“En los últimos cuatro años, 12 niños y niñas de Bojayá prefirieron suicidarse antes de ser reclutados por grupos armados en el Chocó. Con esta sentencia, una víctima de Bojayá describió cómo la esperanza que encontró en el acuerdo de paz está siendo socavada por la violencia en los territorios.”
Nueve años después de la firma del acuerdo, la paz está lejos de terminar. Cada semana recibimos noticias que nos hacen pensar que nos dirigimos a una espiral de violencia sin salida. Ni el fin del gobierno de Santos, ni Iván Duque ni Gustavo Petro pudieron frenar el crecimiento y expansión de la oposición, que es una de las amenazas más graves para la firma del acuerdo y su implementación.
En medio de la incertidumbre y el miedo, especialmente en las zonas más vulnerables donde la violencia ha ido en aumento, el acuerdo sigue siendo la mejor opción para contener y frenar esta espiral que ha ido aumentando en los últimos años.
Sin embargo, la implementación del acuerdo de paz no puede considerarse como un proyecto aislado de las cuestiones de seguridad. El acuerdo no es una isla, requiere condiciones materiales en el territorio para su implementación y comienza con que la autoridad pública restablezca urgentemente la integridad territorial. Pero seamos claros: la seguridad por sí sola es de corta duración. Lo que garantiza la sostenibilidad de estos esfuerzos es la transformación de las condiciones de pobreza y exclusión que el conflicto agravó durante décadas en lugares como Chocó, Cauca, Nariño, Putumayo, entre otros.
Es obvio que sin cerrar las brechas y promover el desarrollo rural, estamos condenando a nuestros jóvenes a la vida que el crimen quiere que vivan. Sin oportunidades y participación, los estamos condenando a una vida sin futuro. Por este motivo, la implementación de la Convención sigue siendo la única hoja de ruta viable para erradicar la pobreza rural, promover la igualdad y ofrecer un futuro digno y con oportunidades. Una transformación geográfica que realmente abre una brecha entre un fusil o un suicidio.

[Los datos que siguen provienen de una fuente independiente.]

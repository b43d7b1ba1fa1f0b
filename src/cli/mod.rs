//! CLI argument definitions.

use clap::{ArgAction, Parser, Subcommand, ValueEnum};
use std::path::PathBuf;

/// colorsvc - demonstration HTTP endpoint that answers with a color.
///
/// Robot Mode: Use --robot or --format=json for machine-parseable output.
#[derive(Parser, Debug)]
#[command(name = "colorsvc", version, about, long_about = None)]
#[command(propagate_version = true)]
pub struct Cli {
    /// Output format (text for humans, json for agents/scripts)
    #[arg(
        long,
        short = 'f',
        default_value = "text",
        global = true,
        env = "COLORSVC_FORMAT"
    )]
    pub format: OutputFormat,

    /// Robot mode: equivalent to --format=json
    #[arg(long, global = true)]
    pub robot: bool,

    /// Verbose output (repeat for more detail)
    #[arg(long, short = 'v', global = true, action = ArgAction::Count)]
    pub verbose: u8,

    /// Quiet mode (suppress non-essential output)
    #[arg(long, short = 'q', global = true)]
    pub quiet: bool,

    /// Disable colored output
    #[arg(long, global = true, env = "NO_COLOR")]
    pub no_color: bool,

    /// TOML configuration file
    #[arg(long, short = 'c', global = true, env = "COLORSVC_CONFIG")]
    pub config: Option<PathBuf>,

    #[command(subcommand)]
    pub command: Option<Commands>,
}

/// Output format selection.
#[derive(Debug, Clone, Copy, Default, ValueEnum)]
pub enum OutputFormat {
    /// Human-readable text with optional color
    #[default]
    Text,
    /// JSON output for scripts and agents
    Json,
    /// Compact JSON (single line)
    JsonCompact,
}

impl Cli {
    /// Returns true if output should be JSON (robot mode or explicit --format=json).
    pub const fn use_json(&self) -> bool {
        self.robot || matches!(self.format, OutputFormat::Json | OutputFormat::JsonCompact)
    }

    /// Returns true if output should be compact JSON.
    pub const fn use_compact_json(&self) -> bool {
        matches!(self.format, OutputFormat::JsonCompact)
    }
}

/// Available commands.
#[derive(Subcommand, Debug)]
pub enum Commands {
    /// Start the HTTP color endpoint
    Serve(ServeArgs),

    /// Resolve one color locally, exactly as the endpoint would
    Pick(PickArgs),

    /// List the colors available to random selection
    Palette,

    /// Show the effective configuration
    Config,

    /// Show version and build information
    Version,

    /// Generate shell completions
    Completions(CompletionsArgs),
}

#[derive(Parser, Debug)]
pub struct ServeArgs {
    /// Port to listen on
    #[arg(long, short = 'p', env = "COLORSVC_PORT")]
    pub port: Option<u16>,

    /// Bind address
    #[arg(long, env = "COLORSVC_BIND")]
    pub bind: Option<String>,
}

#[derive(Parser, Debug)]
pub struct PickArgs {
    /// Request body to resolve against, e.g. '[{"color":"red","delayLength":0}]'
    #[arg(long)]
    pub params: Option<String>,
}

#[derive(Parser, Debug)]
pub struct CompletionsArgs {
    /// Shell to generate completions for
    pub shell: clap_complete::Shell,
}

La crisis de Bojayá y otros lugares donde se repite esta historia comienza a sentirse en las ciudades. Bogotá no se ha librado de los conflictos armados y sus consecuencias. Nuestra capital alberga a cerca de 380.000 víctimas del conflicto armado, que han decidido reconstruir aquí sus proyectos de vida. Además, 1.052 personas, entre escritores de paz y en proceso de reintegración, han decidido apostar por la legalidad en nuestra ciudad. Por esta razón, el compromiso de Bogotá con la implementación del acuerdo no es un pago, es una obligación y compromiso moral con el país.
Para las víctimas construimos la posibilidad de un país que no recicle la violencia y que las nuevas generaciones tengan un futuro diferente al dolor que vivieron sus padres y abuelos. La posibilidad de un buen futuro no puede esperar. Por ello, seguiremos avanzando en la implementación de acciones que contribuyan a garantizar su dignidad, su reconocimiento y promover su reparación universal.
Para quienes participan en el proceso de asimilación o integración, el acceso a las propias oportunidades de la ciudad no puede depender de los debates políticos del momento. Se trata de lograr que nosotros como alcaldes podamos ser un puente hacia la estabilidad económica social con especial enfoque en la inclusión económica y productiva y la prevención del estigma. Sólo así avanzaremos hacia la verdadera repetición.
Nueve años después, es fácil sentarse y esperar a que el acuerdo fracase. La paz no necesita una audiencia pasiva, necesita una voluntad inquebrantable. Una voluntad que se levanta cada día para trabajar por las víctimas, por los firmantes que han sufrido, pero sobre todo por los niños y niñas que necesitan tener una oportunidad de un buen futuro. La sostenibilidad de la paz requiere un compromiso real de los gobiernos locales y nacionales que no pongan excusas, no miren en el espejo retrovisor y no abandonen otras responsabilidades. Se requiere una voluntad que entienda que se trata de un compromiso de Estado, que reconozca lo logrado y a quienes lo han sostenido. Por eso Bogotá ha cumplido y seguirá cumpliendo cabalmente con el acuerdo.